- _Provided records_
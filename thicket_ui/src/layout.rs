// Copyright 2025 the Thicket Authors
// SPDX-License-Identifier: Apache-2.0 OR MIT

//! Declarative layout descriptions.
//!
//! A [`LayoutNode`] tree names a widget kind, a rectangle, anchors, a list of
//! named properties and nested children. [`UiContext::build_layout`] turns it
//! into exactly the create, attach and setter calls code would issue, using a
//! [`WidgetFactory`] to map kind names to widgets.
//!
//! ```
//! use thicket_anchor::{Anchors, Bounds};
//! use thicket_ui::{LayoutNode, PropValue, StandardWidgets, UiContext};
//!
//! let dialog = LayoutNode::new("Window", Bounds::new(0, 0, 200, 100))
//!     .property("client_margin", PropValue::Int(4))
//!     .child(
//!         LayoutNode::new("Button", Bounds::new(10, 60, 80, 20))
//!             .named("ok")
//!             .anchored(Anchors::LEFT | Anchors::BOTTOM)
//!             .property("result", PropValue::Text("ok".into())),
//!     );
//!
//! let mut cx = UiContext::default();
//! let window = cx.build_layout(None, &dialog, &mut StandardWidgets, None).unwrap();
//! let client = cx.tree().client_area_of(window).unwrap();
//! let ok = cx.tree().children_of(client)[0];
//! assert_eq!(cx.tree().name(ok), Some("ok"));
//! assert_eq!(cx.kind_of(ok), "Button");
//! ```

use alloc::{boxed::Box, string::String, vec::Vec};
use thicket_anchor::{Anchors, Bounds, Margins, Size};
use thicket_control_tree::{ControlId, ControlProps};

use crate::context::UiContext;
use crate::event::DialogResult;
use crate::render::Skin;
use crate::widget::Widget;
use crate::widgets::{Button, CheckBox, Panel, RadioButton, Window};

/// Value of a named layout property.
#[derive(Clone, Debug, PartialEq, Eq)]
pub enum PropValue {
    /// A flag.
    Bool(bool),
    /// A number.
    Int(i32),
    /// A string.
    Text(String),
}

/// One node of a declarative layout.
#[derive(Clone, Debug, PartialEq)]
pub struct LayoutNode {
    /// Widget kind, `"Control"` for a plain control.
    pub kind: String,
    /// Informational name.
    pub name: String,
    /// Rectangle in the parent's client coordinates.
    pub bounds: Bounds,
    /// Anchors.
    pub anchors: Anchors,
    /// Named properties, applied in order.
    pub properties: Vec<(String, PropValue)>,
    /// Nested nodes, attached to this node's client area.
    pub children: Vec<LayoutNode>,
}

impl LayoutNode {
    /// A node of `kind` at `bounds`, anchored left and top.
    pub fn new(kind: impl Into<String>, bounds: Bounds) -> Self {
        Self {
            kind: kind.into(),
            name: String::new(),
            bounds,
            anchors: Anchors::LEFT | Anchors::TOP,
            properties: Vec::new(),
            children: Vec::new(),
        }
    }

    /// This node with a name.
    pub fn named(mut self, name: impl Into<String>) -> Self {
        self.name = name.into();
        self
    }

    /// This node with different anchors.
    pub fn anchored(mut self, anchors: Anchors) -> Self {
        self.anchors = anchors;
        self
    }

    /// This node with one more property.
    pub fn property(mut self, key: impl Into<String>, value: PropValue) -> Self {
        self.properties.push((key.into(), value));
        self
    }

    /// This node with one more child.
    pub fn child(mut self, child: Self) -> Self {
        self.children.push(child);
        self
    }

    fn int(&self, key: &str) -> Option<i32> {
        self.properties.iter().find_map(|(k, v)| match v {
            PropValue::Int(i) if k == key => Some(*i),
            _ => None,
        })
    }

    fn text(&self, key: &str) -> Option<&str> {
        self.properties.iter().find_map(|(k, v)| match v {
            PropValue::Text(s) if k == key => Some(s.as_str()),
            _ => None,
        })
    }
}

/// Maps layout kinds to widgets.
pub trait WidgetFactory {
    /// A widget for `node`, or `None` if the kind is unknown.
    fn create(&mut self, node: &LayoutNode) -> Option<Box<dyn Widget>>;
}

/// Factory for the standard widget kinds.
///
/// Understands `Button` (with an optional `result` property: `ok`, `cancel`,
/// `yes`, `no` or a number), `CheckBox`, `RadioButton`, `Panel` and `Window`
/// (with an optional `default_result` property and a `dispose_on_close`
/// flag).
#[derive(Copy, Clone, Debug, Default)]
pub struct StandardWidgets;

fn parse_result(value: &str) -> Option<DialogResult> {
    match value {
        "ok" => Some(DialogResult::Ok),
        "cancel" => Some(DialogResult::Cancel),
        "yes" => Some(DialogResult::Yes),
        "no" => Some(DialogResult::No),
        other => other.parse().ok().map(DialogResult::Custom),
    }
}

impl WidgetFactory for StandardWidgets {
    fn create(&mut self, node: &LayoutNode) -> Option<Box<dyn Widget>> {
        let widget: Box<dyn Widget> = match node.kind.as_str() {
            "Button" => Box::new(Button {
                result: node.text("result").and_then(parse_result),
            }),
            "CheckBox" => Box::new(CheckBox),
            "RadioButton" => Box::new(RadioButton),
            "Panel" => Box::new(Panel),
            "Window" => {
                let mut window = Window::default();
                if let Some(result) = node.text("default_result").and_then(parse_result) {
                    window.default_result = result;
                }
                window.dispose_on_close = node
                    .properties
                    .iter()
                    .any(|(k, v)| k == "dispose_on_close" && *v == PropValue::Bool(true));
                Box::new(window)
            }
            _ => return None,
        };
        Some(widget)
    }
}

impl UiContext {
    /// Build the controls described by `node` under `parent` (into its client
    /// area) or as a root, and return the control made for `node`.
    ///
    /// Unknown kinds are skipped together with their subtree. When a skin is
    /// given, its geometry hints are applied to every created control before
    /// the node's own properties.
    pub fn build_layout(
        &mut self,
        parent: Option<ControlId>,
        node: &LayoutNode,
        factory: &mut dyn WidgetFactory,
        skin: Option<&dyn Skin>,
    ) -> Option<ControlId> {
        let props = ControlProps {
            name: node.name.clone(),
            bounds: node.bounds,
            anchors: node.anchors,
            ..ControlProps::default()
        };
        let id = if node.kind == "Control" {
            self.tree.create(props)
        } else {
            let Some(widget) = factory.create(node) else {
                log::warn!("unknown layout kind {:?}; skipping its subtree", node.kind);
                return None;
            };
            self.create_widget(props, widget)
        };
        match parent {
            Some(parent) => {
                self.tree.attach(parent, id, true);
            }
            None => self.tree.add_root(id),
        }
        if let Some(skin) = skin {
            self.apply_skin(id, skin);
        }
        self.apply_properties(id, node);

        for child in &node.children {
            self.build_layout(Some(id), child, factory, skin);
        }
        self.flush_changes();
        Some(id)
    }

    fn apply_properties(&mut self, id: ControlId, node: &LayoutNode) {
        for (key, value) in &node.properties {
            match (key.as_str(), value) {
                ("enabled", PropValue::Bool(on)) => self.tree.set_enabled(id, *on),
                ("visible", PropValue::Bool(on)) => self.tree.set_visible(id, *on),
                ("can_focus", PropValue::Bool(on)) => self.tree.set_can_focus(id, *on),
                ("passive", PropValue::Bool(on)) => self.tree.set_passive(id, *on),
                ("double_clicks", PropValue::Bool(on)) => self.tree.set_double_clicks(id, *on),
                ("checked", PropValue::Bool(on)) => self.tree.set_checked(id, *on),
                ("margin", PropValue::Int(m)) => self.tree.set_margins(id, Margins::all(*m)),
                ("client_margin", PropValue::Int(m)) => {
                    if self.tree.client_area_of(id).is_some() {
                        self.tree.set_client_margins(id, Margins::all(*m));
                    } else {
                        log::debug!("{:?} has no client area; ignoring client_margin", node.kind);
                    }
                }
                ("min_width" | "min_height", PropValue::Int(_)) => {}
                ("result" | "default_result" | "dispose_on_close", _) => {}
                _ => log::debug!("ignoring layout property {key:?} on {:?}", node.kind),
            }
        }
        let min = Size::new(
            node.int("min_width").unwrap_or(0),
            node.int("min_height").unwrap_or(0),
        );
        if min != Size::ZERO {
            let current = self.tree.min_size(id).unwrap_or_default();
            self.tree.set_min_size(
                id,
                Size::new(min.width.max(current.width), min.height.max(current.height)),
            );
        }
    }
}

#[cfg(test)]
mod tests {
    use super::*;
    use crate::event::{Key, KeyEvent, UiEvent};
    use thicket_control_tree::ControlFlags;

    fn dialog() -> LayoutNode {
        LayoutNode::new("Window", Bounds::new(0, 0, 200, 100))
            .named("dialog")
            .property("client_margin", PropValue::Int(5))
            .property("default_result", PropValue::Text("yes".into()))
            .child(
                LayoutNode::new("CheckBox", Bounds::new(10, 10, 80, 20))
                    .property("checked", PropValue::Bool(true)),
            )
            .child(
                LayoutNode::new("Button", Bounds::new(10, 60, 80, 20))
                    .property("result", PropValue::Text("7".into()))
                    .property("min_width", PropValue::Int(100)),
            )
            .child(
                LayoutNode::new("Slider", Bounds::new(0, 0, 10, 10))
                    .child(LayoutNode::new("Button", Bounds::new(0, 0, 10, 10))),
            )
            .child(
                LayoutNode::new("Control", Bounds::new(0, 0, 190, 5))
                    .property("passive", PropValue::Bool(true))
                    .property("colour", PropValue::Text("red".into())),
            )
    }

    #[test]
    fn builds_the_same_tree_as_code() {
        let mut cx = UiContext::default();
        let window = cx
            .build_layout(None, &dialog(), &mut StandardWidgets, None)
            .unwrap();
        let client = cx.tree().client_area_of(window).unwrap();
        assert_eq!(cx.tree().bounds(client), Some(Bounds::new(5, 5, 190, 90)));

        let children = cx.tree().children_of(client).to_vec();
        assert_eq!(children.len(), 3, "the unknown kind and its subtree are skipped");
        let [check, button, strip] = children[..] else {
            unreachable!()
        };
        assert!(cx.tree().flags(check).unwrap().contains(ControlFlags::CHECKED));
        assert_eq!(cx.tree().bounds(button), Some(Bounds::new(10, 60, 100, 20)));
        assert_eq!(cx.kind_of(strip), "Control");
        assert!(cx.tree().flags(strip).unwrap().contains(ControlFlags::PASSIVE));
        assert!(cx.tree().is_focusable(button));
        assert_eq!(cx.tree().name(window), Some("dialog"));
    }

    #[test]
    fn built_dialogs_behave_like_coded_ones() {
        let mut cx = UiContext::default();
        let window = cx
            .build_layout(None, &dialog(), &mut StandardWidgets, None)
            .unwrap();
        cx.push_modal(window);
        let check = cx.focused().unwrap();
        assert_eq!(cx.kind_of(check), "CheckBox");

        cx.dispatch_key(KeyEvent::press(Key::Tab));
        cx.dispatch_key(KeyEvent::press(Key::Space));
        cx.dispatch_key(KeyEvent::release(Key::Space));
        assert!(cx.take_events().contains(&UiEvent::ModalClosed {
            container: window,
            result: DialogResult::Custom(7)
        }));
    }

    #[test]
    fn result_names_parse() {
        assert_eq!(parse_result("cancel"), Some(DialogResult::Cancel));
        assert_eq!(parse_result("12"), Some(DialogResult::Custom(12)));
        assert_eq!(parse_result("maybe"), None);
    }
}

- _Directions_
Look over the records above and filter for each line with the word "UiContext".

- _Written response_
//! named properties and nested children. [`UiContext::build_layout`] turns it
//! use thicket_ui::{LayoutNode, PropValue, StandardWidgets, UiContext};
//! let mut cx = UiContext::default();
use crate::context::UiContext;
impl UiContext {
        let mut cx = UiContext::default();
        let mut cx = UiContext::default();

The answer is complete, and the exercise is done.